If it is true that Democrats are the most effective representatives of the conservative agenda, then it is clear that we need to promote a candidate who is not tied to either party. Moreover, if the main force corrupting our political system is the way we finance campaigns, then we also have to change this system; however, the Supreme Court has stood in the way of any real transformation of our campaign finance system, and so we must not only elect an independent president, but we also have to change the way we run campaigns.
Fortunately, we live in a time where the Internet is transforming all aspects of our lives, and in the case of politics, it now is possible to hold virtually free campaigns that are no longer reliant on wealthy donors. In fact, as fewer people get their news from television and newspaper, the Web is becoming the main source for political information. This change is revolutionary since the main reason why candidates have to raise millions of dollars is that they have to pay for expensive television ads, but if people use TiVo to skip commercials, or they get their news and TV from the Web, political ads on television become less important.
The main criticisms of this push for an independent campaign is the fear that a challenge on the left will undermine Obama and help elect a crazy on the right. Yet, this desire to go with the lesser of two evils means that we are still only hoping for an evil, and as argued above, it is only the lesser evil that can enact the policies of the greater evil.

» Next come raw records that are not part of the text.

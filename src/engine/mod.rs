//! Reconciliation engine: locks, refund pairing, dedup, supplementation,
//! merge, and the orchestrator that sequences them

pub mod core;
pub mod dedup;
pub mod locks;
pub mod merge;
pub mod refund;
pub mod supplement;

pub use self::core::{ReconcileConfig, ReconcileEngine, ReconcileOutcome, RefundGrouping};
pub use self::dedup::BaselineIndex;
pub use self::locks::AccountLocks;
pub use self::merge::{ReconcileSummary, ReportRow};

Ultimately what people fear is change and the unknown, but as recent events in Egypt and North Africa have shown, digital technology can help to usher in unexpected political transformations. Instead of simply doubting the ability of changing our campaign system, we should embark in a bold experiment. Please let me (email@example.com) know if you are interested in attending an event scheduled for November 12th at UCLA to plan for our new progressive digital campaign.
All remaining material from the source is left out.